L’autore del libro-biografia “Il gol è tutto” parla del suo rapporto con il calciatore, morto il 18 settembre
Occhi lucidi ovunque, con quei ricordi che si affollano dietro gli sguardi velati, con quel 1990 che fa capolino e ha il suo sguardo, i suoi occhi strabuzzati. Schillaci non c’è più e lascia nostalgia di notti magiche, perché quell’estate è una stagione che nelle vite di tutti ha un posto speciale. Anche nella vita del segratese Andrea Mercurio, lui che di Schillaci è stato il narratore, lui che ha firmato un’autobiografia del simbolo di Italia ‘90. Un incontro che ha dato il via a un rapporto mai svanito, fino all’ultimo.
«Siamo sempre rimasti in contatto – racconta Mercurio – negli ultimi messaggi mi scriveva “mi raccomando, preparati che dobbiamo andare in Giappone”. C’era il progetto di un docufilm su di lui da girare in quel Paese che lo adottò, purtroppo non siamo riusciti a portarlo a termine».
I ricordi di Mercurio sono più densi della media, sono quelli di una conoscenza vera che sapeva di amicizia, di vicinanza. D’altronde Totò Schillaci aveva un modo di porsi che non prevedeva distanze, men che meno piedistalli di sorta. «È difficile incontrare persone che non indossano maschere, che non hanno filtri – spiega lo scrittore segratese, protagonista anche in radio – Totò non mentiva, semplicemente perché non ne era capace, viveva quasi in uno stato primordiale. E ciò che manca di più è proprio quella naturalezza istintiva, la spontaneità, la gentilezza, la genuinità».
Ricorda gli aneddoti che Schillaci gli raccontò nei giorni in cui il libro “Il gol è tutto” prese forma. Anche lì ci sono tracce di una vita franca in tutto e per tutto. «Mi disse che nel 1989, quando non era ancora lo Schillaci del Mondiale, alla fine di una partita avrebbe voluto chiedere la maglia a Maradona, ma il pudore lo frenò – racconta Mercurio – fu poi Diego a chiamarlo, con quell’accento sudamericano, perché Totò gli regalasse la sua. Si sentì in imbarazzo, ma probabilmente Maradona aveva fiutato la natura di Schillaci, magari perché provenivano da contesti sociali simili».
E poi ci sono i ricordi di prima mano, quei momenti vissuti uno accanto all’altro durante le presentazioni di quel libro che li ha fatti incontrare. «A Segrate ci fu il pienone – sorride l’autore – mentre alla Sormani a Milano c’erano dieci persone.
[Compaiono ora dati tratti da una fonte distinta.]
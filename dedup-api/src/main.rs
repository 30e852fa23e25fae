use std::path::Path;
use std::sync::Arc;

use axum::http::HeaderValue;
use axum::Router;
use envconfig::Envconfig;
use eyre::Result;
use futures::future::{select, Either};
use tracing::{error, info, warn};
use tracing_subscriber::{layer::SubscriberExt, util::SubscriberInitExt, EnvFilter, Layer};

use dedup_core::{MemoryStore, OutputMode, OutputWriter, PgStore, Pipeline, SharedStore};

use config::Config;
use handlers::AppState;

mod api;
mod config;
mod handlers;
mod janitor;
mod metrics;

fn setup_tracing() {
    let log_layer = tracing_subscriber::fmt::layer().with_filter(EnvFilter::from_default_env());
    tracing_subscriber::registry().with(log_layer).init();
}

async fn listen(app: Router, bind: String) -> Result<()> {
    let listener = tokio::net::TcpListener::bind(bind).await?;

    axum::serve(listener, app).await?;

    Ok(())
}

async fn connect_store(config: &Config) -> Result<SharedStore> {
    if config.use_memory_store {
        warn!("using in-memory identifier store, nothing will survive a restart");
        return Ok(Arc::new(MemoryStore::new()));
    }

    let store = PgStore::new(&config.database_url, config.max_pg_connections)
        .await
        .expect("failed to connect to postgres");

    if config.run_migrations {
        sqlx::migrate!("../migrations").run(store.pool()).await?;
    }

    Ok(Arc::new(store))
}

#[tokio::main]
async fn main() -> Result<()> {
    setup_tracing();
    info!("Starting up...");

    let config = Config::init_from_env().expect("failed to load configuration from env");
    config.pipeline.validate()?;
    if config.output_sweep_interval.0.is_zero() {
        eyre::bail!("OUTPUT_SWEEP_INTERVAL must be positive");
    }

    let store = connect_store(&config).await?;

    let uploads_dir = Path::new(&config.uploads_dir);
    tokio::fs::create_dir_all(uploads_dir).await?;

    let mode = if config.split_output {
        OutputMode::Split
    } else {
        OutputMode::NewOnly
    };
    let output = OutputWriter::new(
        uploads_dir,
        "/uploads",
        config.pipeline.max_rows_per_column,
    );
    let sweeper = output.clone();
    let state = AppState {
        pipeline: Arc::new(Pipeline::new(store, &config.pipeline, output, mode)),
        force_csv_output: config.force_csv_output,
    };

    let allowed_origin: HeaderValue = config.cors_allowed_origin.parse()?;
    let app = handlers::router(
        state,
        uploads_dir,
        config.max_body_size,
        allowed_origin,
        config.export_prometheus,
    );

    let bind = config.bind();
    info!(bind = %bind, "listening");
    let http_server = Box::pin(listen(app, bind));

    let retention = config.output_retention.0;
    if retention.is_zero() {
        info!("output retention disabled, run directories are kept");
        return http_server.await;
    }
    let sweep_loop = Box::pin(janitor::sweep_loop(
        sweeper,
        retention,
        config.output_sweep_interval.0,
    ));

    match select(http_server, sweep_loop).await {
        Either::Left((listen_result, _)) => listen_result,
        Either::Right((_, _)) => {
            error!("output sweep task exited");
            Ok(())
        }
    }
}
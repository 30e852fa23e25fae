use std::collections::HashSet;
use std::time::Duration;

use async_trait::async_trait;
use sqlx::postgres::{PgPool, PgPoolOptions};

use super::{IdentifierStore, StoreError};
use crate::types::Identifier;

/// SQLSTATE codes worth retrying: serialization failure, deadlock, too many connections,
/// lock not available, admin shutdown and cannot connect now.
const RETRYABLE_SQLSTATES: &[&str] = &["40001", "40P01", "53300", "55P03", "57P01", "57P03"];

impl From<sqlx::Error> for StoreError {
    fn from(error: sqlx::Error) -> Self {
        let retryable = match &error {
            sqlx::Error::PoolTimedOut | sqlx::Error::Io(_) => true,
            sqlx::Error::Database(db_error) => db_error
                .code()
                .is_some_and(|code| RETRYABLE_SQLSTATES.contains(&&*code)),
            _ => false,
        };

        if retryable {
            StoreError::Retryable(error.to_string())
        } else {
            StoreError::Fatal(error.to_string())
        }
    }
}

/// The Known-Identifier Store on top of the `known_identifiers` PostgreSQL table.
#[derive(Clone)]
pub struct PgStore {
    pool: PgPool,
}

impl PgStore {
    pub async fn new(url: &str, max_connections: u32) -> Result<Self, sqlx::Error> {
        let pool = PgPoolOptions::new()
            .max_connections(max_connections)
            .acquire_timeout(Duration::from_secs(10))
            .test_before_acquire(true)
            .connect(url)
            .await?;

        Ok(Self { pool })
    }

    pub fn new_from_pool(pool: PgPool) -> Self {
        Self { pool }
    }

    pub fn pool(&self) -> &PgPool {
        &self.pool
    }
}

fn to_values(ids: &[Identifier]) -> Vec<f64> {
    ids.iter().map(Identifier::value).collect()
}

#[async_trait]
impl IdentifierStore for PgStore {
    async fn batch_exists(&self, keys: &[Identifier]) -> Result<HashSet<Identifier>, StoreError> {
        let found: Vec<f64> =
            sqlx::query_scalar("SELECT id FROM known_identifiers WHERE id = ANY($1)")
                .bind(to_values(keys))
                .fetch_all(&self.pool)
                .await?;

        Ok(found.into_iter().filter_map(Identifier::new).collect())
    }

    async fn batch_insert(&self, items: &[Identifier]) -> Result<(), StoreError> {
        // A single statement, so the batch commits or fails as a whole.
        sqlx::query(
            r#"
INSERT INTO known_identifiers (id)
    (SELECT * FROM UNNEST($1::float8[]))
ON CONFLICT DO NOTHING
            "#,
        )
        .bind(to_values(items))
        .execute(&self.pool)
        .await?;

        Ok(())
    }
}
La dimostrazione che dove c’è più semplicità Totò è apprezzato». Schillaci si intrattenne anche con i componenti delle squadre del Campionato di Milano2 (foto sotto), posando con loro sul campo dedicato a Raimondo Vianello. Anche in quell’occasione, nessuna barriera e una disponibilità che è rimasta vivida nei ricordi di chi c’era. Il solito Totò, insomma, alla portata di tutti, pronto ad avvicinarsi al punto da uscire dal mito ed entrare nelle vite di chi quell’estate del 1990 ce l’aveva nel cuore.
E poi c’è chi gli è stato ancor più vicino. «Quello che mi resta è quel senso di familiarità: un eroe nazionale che a casa mia giocava con i miei figli e il cane, senza negarsi – spiega Mercurio – stava benissimo con me, c’era un rapporto istintivo che appartiene ai grandi umili».
L’ultimo periodo è stato un dolore crescente, perché a fronte di una fiducia che Schillaci ha coltivato fino in fondo, la conclusione si avvicinava senza nascondersi. «Era sereno, affrontava tutto con la sua semplicità, avendo accanto chi contava di più per lui, la sua famiglia – afferma Mercurio – e senza mettere da parte quelli che erano i suoi progetti». Compreso quel docufilm che non è riuscito a realizzare. Totò Schillaci da Palermo non c’è più, ma lascia tanto a tanti, anche qui a Segrate.